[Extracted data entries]
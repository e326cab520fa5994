//! Curve-style StableSwap pool with `int128` coin indices.
//!
//! `get_dy` prices a trade exactly as the invariant dictates, but
//! `exchange` keeps one smallest unit of the output coin in the pool as a
//! settlement buffer.  Callers that need the exact delivered figure must
//! subtract one unit from the view.

use alloy_primitives::Address;
use tracing::debug;

use super::stableswap::{StableSwapCore, FEE_DENOMINATOR};
use super::CoinList;
use crate::domain::{Amount, Token};
use crate::error::{AdapterError, Result};
use crate::host::{Chain, Ledger};

/// A StableSwap pool addressed by signed coin index.
#[derive(Debug, Clone)]
pub struct CurvePool {
    address: Address,
    core: StableSwapCore,
    fee: u64,
    is_killed: bool,
}

fn index(i: i128) -> Result<usize> {
    usize::try_from(i).map_err(|_| AdapterError::TokenIndexOutOfRange)
}

impl CurvePool {
    /// Creates a pool over `tokens` with amplification `amp` and a fee in
    /// 1e10 units.
    ///
    /// # Errors
    ///
    /// Returns [`AdapterError::InvalidConfiguration`] for a fee of 100% or
    /// more, or any invalid core parameter.
    pub fn new(address: Address, tokens: &[Token], amp: u64, fee: u64) -> Result<Self> {
        if fee >= FEE_DENOMINATOR {
            return Err(AdapterError::InvalidConfiguration("fee must be below 100%"));
        }
        Ok(Self {
            address,
            core: StableSwapCore::new(tokens, amp)?,
            fee,
            is_killed: false,
        })
    }

    /// Deploys a pool on `chain`.
    ///
    /// # Errors
    ///
    /// Same as [`CurvePool::new`].
    pub fn deploy(chain: &mut Chain, tokens: &[Token], amp: u64, fee: u64) -> Result<Address> {
        chain.deploy(|address, _| Self::new(address, tokens, amp, fee))
    }

    /// Own address.
    #[must_use]
    pub const fn address(&self) -> Address {
        self.address
    }

    /// Coin at index `i`.
    ///
    /// # Errors
    ///
    /// Returns [`AdapterError::TokenIndexOutOfRange`] for a negative index or
    /// one past the last coin.
    pub fn coins(&self, i: i128) -> Result<Address> {
        self.core.coin(index(i)?)
    }

    /// Pool balance of coin `i`.
    ///
    /// # Errors
    ///
    /// Returns [`AdapterError::TokenIndexOutOfRange`] for a bad index.
    pub fn balances(&self, i: i128) -> Result<Amount> {
        self.core.balance(index(i)?)
    }

    /// Fee in 1e10 units.
    #[must_use]
    pub const fn fee(&self) -> u64 {
        self.fee
    }

    /// Stops or resumes exchanges.
    pub fn kill(&mut self, killed: bool) {
        self.is_killed = killed;
    }

    /// Output of exchanging `dx` of coin `i` for coin `j`, before the
    /// settlement buffer.
    ///
    /// # Errors
    ///
    /// Returns index, liquidity and solver errors.
    pub fn get_dy(&self, ledger: &Ledger, i: i128, j: i128, dx: Amount) -> Result<Amount> {
        let (i, j) = (index(i)?, index(j)?);
        if dx.is_zero() {
            self.core.coin(i)?;
            self.core.coin(j)?;
            return Ok(Amount::ZERO);
        }
        let raw = self.core.price(ledger, i, j, dx)?;
        self.core.to_raw_after_fee(j, raw.dy_xp, self.fee)
    }

    /// Exchanges `dx` of coin `i` held by `caller` for coin `j`, paid to
    /// `caller`.
    ///
    /// # Errors
    ///
    /// - [`AdapterError::SwapsDisabled`] once killed.
    /// - [`AdapterError::InsufficientOutput`] below `min_dy`.
    /// - Index, liquidity and ledger errors.
    pub fn exchange(
        &mut self,
        ledger: &mut Ledger,
        caller: Address,
        (i, j): (i128, i128),
        dx: Amount,
        min_dy: Amount,
    ) -> Result<Amount> {
        if self.is_killed {
            return Err(AdapterError::SwapsDisabled("pool killed"));
        }
        let view = self.get_dy(ledger, i, j, dx)?;
        let dy = view.checked_sub(&Amount::ONE).unwrap_or(Amount::ZERO);
        if dy < min_dy || dy.is_zero() {
            return Err(AdapterError::InsufficientOutput {
                amount_out: dy,
                min_out: min_dy,
            });
        }
        let pool = self.address;
        self.core
            .settle(ledger, pool, caller, (index(i)?, dx), (index(j)?, dy))?;
        debug!(%pool, i, j, %dx, %dy, "curve exchange");
        Ok(dy)
    }

    /// Deposits one amount per coin from `provider`.
    ///
    /// # Errors
    ///
    /// See [`StableSwapCore::add_liquidity`].
    pub fn add_liquidity(
        &mut self,
        ledger: &mut Ledger,
        provider: Address,
        amounts: &[Amount],
    ) -> Result<()> {
        let pool = self.address;
        self.core.add_liquidity(ledger, pool, provider, amounts)
    }
}

impl CoinList for CurvePool {
    fn coin_at(&self, index: usize) -> Result<Address> {
        self.core.coin(index)
    }
}
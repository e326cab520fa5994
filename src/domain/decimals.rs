//! Token decimal places.

use crate::error::{AdapterError, Result};

/// Maximum allowed decimal places (EVM standard).
const MAX_DECIMALS: u8 = 18;

/// Number of decimal places of an ERC-20 style token.
///
/// Valid range is `0..=18`; StableSwap pools normalise every coin to
/// 18 decimals, so larger precisions cannot be priced.
///
/// # Examples
///
/// ```
/// use hydra_adapters::domain::Decimals;
///
/// let usdc = Decimals::new(6).expect("6 is valid");
/// assert_eq!(usdc.parse_units(1), 1_000_000);
/// assert_eq!(usdc.precision_multiplier(), 1_000_000_000_000);
/// ```
#[derive(
    Debug, Clone, Copy, PartialEq, Eq, PartialOrd, Ord, Hash, serde::Serialize, serde::Deserialize,
)]
#[serde(try_from = "u8", into = "u8")]
pub struct Decimals(u8);

impl Default for Decimals {
    fn default() -> Self {
        Self::MAX
    }
}

impl Decimals {
    /// Zero decimal places.
    pub const ZERO: Self = Self(0);

    /// Maximum standard decimal places (18).
    pub const MAX: Self = Self(MAX_DECIMALS);

    /// Creates a new `Decimals` value after validating the range.
    ///
    /// # Errors
    ///
    /// Returns [`AdapterError::InvalidPrecision`] if `value` exceeds 18.
    pub fn new(value: u8) -> Result<Self> {
        if value > MAX_DECIMALS {
            return Err(AdapterError::InvalidPrecision("decimals must be 0..=18"));
        }
        Ok(Self(value))
    }

    /// Returns the raw decimal count.
    #[must_use]
    pub const fn get(&self) -> u8 {
        self.0
    }

    /// Returns `10^decimals`.
    #[must_use]
    pub const fn factor(&self) -> u128 {
        10u128.pow(self.0 as u32)
    }

    /// Returns `10^(18 - decimals)`, the multiplier that lifts a raw
    /// balance to 18-decimal precision.
    #[must_use]
    pub const fn precision_multiplier(&self) -> u128 {
        10u128.pow((MAX_DECIMALS - self.0) as u32)
    }

    /// Converts whole units to raw units: `1` with 6 decimals is `1_000_000`.
    ///
    /// Cannot overflow because `u64::MAX * 10^18 < u128::MAX`.
    #[must_use]
    pub const fn parse_units(&self, whole: u64) -> u128 {
        (whole as u128) * self.factor()
    }
}

impl TryFrom<u8> for Decimals {
    type Error = AdapterError;

    fn try_from(value: u8) -> Result<Self> {
        Self::new(value)
    }
}

impl From<Decimals> for u8 {
    fn from(value: Decimals) -> Self {
        value.0
    }
}

#[cfg(test)]
#[allow(clippy::panic)]
mod tests {
    use super::*;

    #[test]
    fn valid_range() {
        let (Ok(d0), Ok(d6), Ok(d18)) = (Decimals::new(0), Decimals::new(6), Decimals::new(18))
        else {
            panic!("expected Ok");
        };
        assert_eq!(d0, Decimals::ZERO);
        assert_eq!(d6.get(), 6);
        assert_eq!(d18, Decimals::MAX);
    }

    #[test]
    fn invalid_nineteen() {
        let Err(e) = Decimals::new(19) else {
            panic!("expected Err");
        };
        assert_eq!(e, AdapterError::InvalidPrecision("decimals must be 0..=18"));
    }

    #[test]
    fn precision_multiplier_normalises_to_eighteen() {
        let Ok(d6) = Decimals::new(6) else {
            panic!("expected Ok");
        };
        assert_eq!(d6.parse_units(1) * d6.precision_multiplier(), 10u128.pow(18));
        assert_eq!(Decimals::MAX.precision_multiplier(), 1);
    }

    #[test]
    fn parse_units_wbtc() {
        let Ok(d8) = Decimals::new(8) else {
            panic!("expected Ok");
        };
        assert_eq!(d8.parse_units(21), 2_100_000_000);
    }
}
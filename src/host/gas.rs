//! Gas schedule and meter.
//!
//! Every host operation charges a fixed cost from [`schedule`].  The meter
//! uses interior mutability so read-only views (quotes) are metered too.

use core::cell::Cell;

use crate::domain::Gas;

/// Fixed per-operation costs.
pub mod schedule {
    use crate::domain::Gas;

    /// Intrinsic cost of a top-level transaction.
    pub const TX_BASE: Gas = Gas::new(21_000);
    /// Cost of calling into a deployed contract.
    pub const CALL: Gas = Gas::new(2_600);
    /// Cost of reading a storage slot or a token balance.
    pub const SLOAD: Gas = Gas::new(2_100);
    /// Cost of writing a storage slot.
    pub const SSTORE: Gas = Gas::new(5_000);
    /// Cost of one Newton-Raphson iteration in a StableSwap solver.
    pub const NEWTON_STEP: Gas = Gas::new(450);
    /// Cost of minting or burning supply.
    pub const SUPPLY_UPDATE: Gas = Gas::new(7_100);
}

/// Running total of gas consumed on a [`Ledger`](super::Ledger).
#[derive(Debug, Clone, Default)]
pub struct GasMeter {
    used: Cell<u64>,
}

impl GasMeter {
    /// Creates a meter at zero.
    #[must_use]
    pub fn new() -> Self {
        Self::default()
    }

    /// Adds `gas` to the running total.
    pub fn charge(&self, gas: Gas) {
        self.used.set(self.used.get().saturating_add(gas.get()));
    }

    /// Returns the total consumed so far.
    #[must_use]
    pub fn used(&self) -> Gas {
        Gas::new(self.used.get())
    }
}
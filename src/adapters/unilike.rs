//! Constant-product venue: one factory, any of its pairs.

use alloy_primitives::Address;

use super::PoolAdapter;
use crate::domain::{Amount, QuoteCorrection};
use crate::error::{AdapterError, Result};
use crate::host::Chain;
use crate::protocols::unilike::{get_amount_out, UnilikeFactory, UnilikePair};
use crate::traits::Venue;

/// Adapter over a constant-product factory.
pub type UnilikeAdapter = PoolAdapter<UnilikeVenue>;

/// Route through one pair.
#[derive(Debug, Clone, Copy, PartialEq, Eq)]
pub struct PairRoute {
    /// Pair contract.
    pub pair: Address,
    /// `true` if the input token is the pair's `token0`.
    pub zero_for_one: bool,
}

/// Routes through whichever factory pair trades the requested tokens.
///
/// Support is decided per call by the factory's pair lookup, so pairs
/// created after construction become reachable immediately.
#[derive(Debug, Clone, Copy, PartialEq, Eq)]
pub struct UnilikeVenue {
    factory: Address,
    fee_per_mille: u32,
}

impl UnilikeVenue {
    /// Binds to `factory`, whose pairs charge `fee_per_mille` thousandths.
    ///
    /// # Errors
    ///
    /// - Lookup errors if `factory` is not a constant-product factory.
    /// - [`AdapterError::InvalidConfiguration`] if `fee_per_mille` differs
    ///   from the factory's fee.
    pub fn new(chain: &Chain, factory: Address, fee_per_mille: u32) -> Result<Self> {
        let actual = chain.contract::<UnilikeFactory>(factory)?.fee_per_mille();
        if actual != fee_per_mille {
            return Err(AdapterError::InvalidConfiguration(
                "fee differs from the factory's",
            ));
        }
        Ok(Self {
            factory,
            fee_per_mille,
        })
    }

    /// Fee in thousandths.
    #[must_use]
    pub const fn fee_per_mille(&self) -> u32 {
        self.fee_per_mille
    }
}

impl Venue for UnilikeVenue {
    type Route = PairRoute;

    const PROTOCOL: &'static str = "constant-product";
    const CORRECTION: QuoteCorrection = QuoteCorrection::None;

    fn pool(&self) -> Address {
        self.factory
    }

    fn is_pool_token(&self, chain: &Chain, token: Address) -> bool {
        chain
            .call::<UnilikeFactory, _, _>(self.factory, |f, _| Ok(f.lists_token(token)))
            .unwrap_or(false)
    }

    fn resolve(&self, chain: &Chain, from: Address, to: Address) -> Option<PairRoute> {
        let pair = chain
            .call::<UnilikeFactory, _, _>(self.factory, |f, _| Ok(f.get_pair(from, to)))
            .ok()??;
        Some(PairRoute {
            pair,
            zero_for_one: from < to,
        })
    }

    fn quote(&self, chain: &Chain, route: PairRoute, amount_in: Amount) -> Result<Amount> {
        let (r0, r1) = chain.call::<UnilikePair, _, _>(route.pair, |p, ledger| Ok(p.get_reserves(ledger)))?;
        let (reserve_in, reserve_out) = if route.zero_for_one { (r0, r1) } else { (r1, r0) };
        let out = get_amount_out(amount_in, reserve_in, reserve_out, self.fee_per_mille)?;
        Self::CORRECTION.apply(out)
    }

    fn execute(
        &self,
        chain: &mut Chain,
        custody: Address,
        route: PairRoute,
        amount_in: Amount,
        recipient: Address,
    ) -> Result<()> {
        let amount_out = self.quote(chain, route, amount_in)?;
        let token_in = chain.call::<UnilikePair, _, _>(route.pair, |p, _| {
            Ok(if route.zero_for_one { p.token0() } else { p.token1() })
        })?;
        chain
            .ledger_mut()
            .transfer(token_in, custody, route.pair, amount_in)?;
        let (out0, out1) = if route.zero_for_one {
            (Amount::ZERO, amount_out)
        } else {
            (amount_out, Amount::ZERO)
        };
        chain.call_mut::<UnilikePair, _, _>(route.pair, |p, ledger| p.swap(ledger, out0, out1, recipient))
    }
}
//! Protocol adapters.
//!
//! Each family implements [`Venue`](crate::traits::Venue) and is lifted
//! into a full [`Adapter`](crate::traits::Adapter) by [`PoolAdapter`]:
//!
//! | Adapter | Venue | Indices | Quote correction |
//! |---------|-------|---------|------------------|
//! | [`UnilikeAdapter`] | [`UnilikeVenue`] | pair lookup | exact |
//! | [`SaddleAdapter`] | [`SaddleVenue`] | `uint8` | exact |
//! | [`CurveAdapter`] | [`CurvePlainVenue`] | `int128` | −1 unit |
//! | [`CurveLendingAdapter`] | [`CurveLendingVenue`] | `int128`, underlying | −1 unit |
//! | [`CryptoAdapter`] | [`CryptoVenue`] | `uint256` | −4 bp |
//! | [`GmxAdapter`] | [`GmxVenue`] | token address | exact |
//!
//! [`AdapterBox`] wraps all of them for heterogeneous collections.

mod adapter_box;
mod pool_adapter;
mod resolver;

#[cfg(feature = "stableswap")]
mod crypto;
#[cfg(feature = "stableswap")]
mod curve;
#[cfg(feature = "vault")]
mod gmx;
#[cfg(feature = "stableswap")]
mod saddle;
#[cfg(feature = "constant-product")]
mod unilike;

#[cfg(all(test, feature = "constant-product", feature = "stableswap"))]
#[allow(clippy::panic)]
mod proptest_properties;

pub use adapter_box::AdapterBox;
pub use pool_adapter::PoolAdapter;
pub use resolver::TokenResolver;

#[cfg(feature = "stableswap")]
pub use crypto::{CryptoAdapter, CryptoVenue, CRYPTO_HAIRCUT};
#[cfg(feature = "stableswap")]
pub use curve::{CurveAdapter, CurveLendingAdapter, CurveLendingVenue, CurvePlainVenue, WrappedRoute};
#[cfg(feature = "vault")]
pub use gmx::{GmxAdapter, GmxVenue};
#[cfg(feature = "stableswap")]
pub use saddle::{SaddleAdapter, SaddleVenue};
#[cfg(feature = "constant-product")]
pub use unilike::{PairRoute, UnilikeAdapter, UnilikeVenue};
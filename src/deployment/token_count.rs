//! Deployment-time verification of a pool's declared coin count.
//!
//! Indexed pools expose no coin-count getter, so an adapter is told how
//! many coins to enumerate.  Before the adapter is registered the count is
//! verified from outside: coin `n − 1` must exist and coin `n` must not.

use alloy_primitives::Address;
use tracing::{debug, warn};

use crate::adapters::{
    CryptoAdapter, CryptoVenue, CurveAdapter, CurveLendingAdapter, CurveLendingVenue,
    CurvePlainVenue, SaddleAdapter, SaddleVenue,
};
use crate::domain::Gas;
use crate::error::{AdapterError, Result};
use crate::host::{schedule, Chain};

/// Verifies that `pool` holds exactly `expected` coins.
///
/// # Errors
///
/// - [`AdapterError::UnknownContract`] if nothing is deployed at `pool`.
/// - [`AdapterError::WrongContractKind`] if `pool` has no indexed coin list.
/// - [`AdapterError::TokenCountMismatch`] if the pool has fewer or more
///   coins than `expected`.
pub fn check_token_count(chain: &Chain, pool: Address, expected: usize) -> Result<()> {
    let coins = chain
        .contract_at(pool)?
        .as_coin_list()
        .ok_or(AdapterError::WrongContractKind {
            address: pool,
            expected: "indexed pool",
        })?;
    chain.ledger().charge(schedule::CALL.times(2));
    let last_exists = expected
        .checked_sub(1)
        .is_some_and(|last| coins.coin_at(last).is_ok());
    let next_missing = coins.coin_at(expected).is_err();
    if last_exists && next_missing {
        debug!(%pool, expected, "token count verified");
        Ok(())
    } else {
        warn!(%pool, expected, last_exists, next_missing, "token count mismatch");
        Err(AdapterError::TokenCountMismatch { pool, expected })
    }
}

/// Verifies the coin count, then binds a [`SaddleAdapter`] to `pool`.
///
/// # Errors
///
/// As [`check_token_count`], then any adapter construction error.
pub fn deploy_saddle_adapter(
    chain: &mut Chain,
    name: &str,
    pool: Address,
    token_count: u8,
    gas: Gas,
) -> Result<SaddleAdapter> {
    check_token_count(chain, pool, usize::from(token_count))?;
    let venue = SaddleVenue::new(chain, pool, token_count)?;
    SaddleAdapter::new(chain, name, venue, gas)
}

/// Verifies the coin count, then binds a [`CurveAdapter`] to `pool`.
///
/// # Errors
///
/// As [`check_token_count`], then any adapter construction error.
pub fn deploy_curve_adapter(
    chain: &mut Chain,
    name: &str,
    pool: Address,
    token_count: usize,
    gas: Gas,
) -> Result<CurveAdapter> {
    check_token_count(chain, pool, token_count)?;
    let venue = CurvePlainVenue::new(chain, pool, token_count)?;
    CurveAdapter::new(chain, name, venue, gas)
}

/// Verifies the coin count, then binds a [`CurveLendingAdapter`] to
/// `pool` and its lending `market`.
///
/// # Errors
///
/// As [`check_token_count`], then any adapter construction error.
pub fn deploy_curve_lending_adapter(
    chain: &mut Chain,
    name: &str,
    pool: Address,
    market: Address,
    token_count: usize,
    gas: Gas,
) -> Result<CurveLendingAdapter> {
    check_token_count(chain, pool, token_count)?;
    let venue = CurveLendingVenue::new(chain, pool, market, token_count)?;
    CurveLendingAdapter::new(chain, name, venue, gas)
}

/// Verifies the coin count, then binds a [`CryptoAdapter`] to `pool`.
///
/// # Errors
///
/// As [`check_token_count`], then any adapter construction error.
pub fn deploy_crypto_adapter(
    chain: &mut Chain,
    name: &str,
    pool: Address,
    token_count: usize,
    gas: Gas,
) -> Result<CryptoAdapter> {
    check_token_count(chain, pool, token_count)?;
    let venue = CryptoVenue::new(chain, pool, token_count)?;
    CryptoAdapter::new(chain, name, venue, gas)
}

#[cfg(test)]
#[allow(clippy::panic)]
mod tests {
    use super::*;
    use crate::domain::Token;
    use crate::protocols::curve::CurvePool;
    use crate::protocols::lending::LendingMarket;
    use crate::protocols::saddle::SaddlePool;
    use crate::traits::Adapter;

    fn three_tokens(chain: &mut Chain) -> Vec<Token> {
        ["A", "B", "C"]
            .iter()
            .map(|s| {
                let Ok(t) = chain.create_token(s, 18) else {
                    panic!("token");
                };
                t
            })
            .collect()
    }

    #[test]
    fn exact_count_passes_and_neighbours_fail() {
        let mut chain = Chain::new();
        let tokens = three_tokens(&mut chain);
        let Ok(pool) = SaddlePool::deploy(&mut chain, &tokens, 100, 4_000_000) else {
            panic!("pool");
        };
        assert_eq!(check_token_count(&chain, pool, 3), Ok(()));
        for wrong in [0, 2, 4] {
            assert_eq!(
                check_token_count(&chain, pool, wrong),
                Err(AdapterError::TokenCountMismatch {
                    pool,
                    expected: wrong
                })
            );
        }
    }

    #[test]
    fn curve_pool_is_checked_through_coins() {
        let mut chain = Chain::new();
        let tokens = three_tokens(&mut chain);
        let Ok(pool) = CurvePool::deploy(&mut chain, &tokens[..2], 100, 4_000_000) else {
            panic!("pool");
        };
        assert_eq!(check_token_count(&chain, pool, 2), Ok(()));
        assert!(check_token_count(&chain, pool, 3).is_err());
    }

    #[test]
    fn non_indexed_contract_rejected() {
        let mut chain = Chain::new();
        let Ok(market) = LendingMarket::deploy(&mut chain) else {
            panic!("market");
        };
        assert_eq!(
            check_token_count(&chain, market, 2),
            Err(AdapterError::WrongContractKind {
                address: market,
                expected: "indexed pool"
            })
        );
    }

    #[test]
    fn deploy_refuses_wrong_count() {
        let mut chain = Chain::new();
        let tokens = three_tokens(&mut chain);
        let Ok(pool) = SaddlePool::deploy(&mut chain, &tokens, 100, 4_000_000) else {
            panic!("pool");
        };
        let result = deploy_saddle_adapter(&mut chain, "SaddleAdapter", pool, 2, Gas::new(140_000));
        assert!(matches!(result, Err(AdapterError::TokenCountMismatch { .. })));

        let Ok(adapter) = deploy_saddle_adapter(&mut chain, "SaddleAdapter", pool, 3, Gas::new(140_000))
        else {
            panic!("deploy");
        };
        assert!(adapter.is_pool_token(&chain, tokens[2].address()));
    }
}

◆ **Exercise description**
Up to and including the line with "invalid core parameter.", repeat the data exactly, starting from its first line; nothing else belongs in the response.

◆ **Task result**
repository e326cab520fa5994
//! Curve-style StableSwap pool with `int128` coin indices.
//!
//! `get_dy` prices a trade exactly as the invariant dictates, but
//! `exchange` keeps one smallest unit of the output coin in the pool as a
//! settlement buffer.  Callers that need the exact delivered figure must
//! subtract one unit from the view.

use alloy_primitives::Address;
use tracing::debug;

use super::stableswap::{StableSwapCore, FEE_DENOMINATOR};
use super::CoinList;
use crate::domain::{Amount, Token};
use crate::error::{AdapterError, Result};
use crate::host::{Chain, Ledger};

/// A StableSwap pool addressed by signed coin index.
#[derive(Debug, Clone)]
pub struct CurvePool {
    address: Address,
    core: StableSwapCore,
    fee: u64,
    is_killed: bool,
}

fn index(i: i128) -> Result<usize> {
    usize::try_from(i).map_err(|_| AdapterError::TokenIndexOutOfRange)
}

impl CurvePool {
    /// Creates a pool over `tokens` with amplification `amp` and a fee in
    /// 1e10 units.
    ///
    /// # Errors
    ///
    /// Returns [`AdapterError::InvalidConfiguration`] for a fee of 100% or
    /// more, or any invalid core parameter.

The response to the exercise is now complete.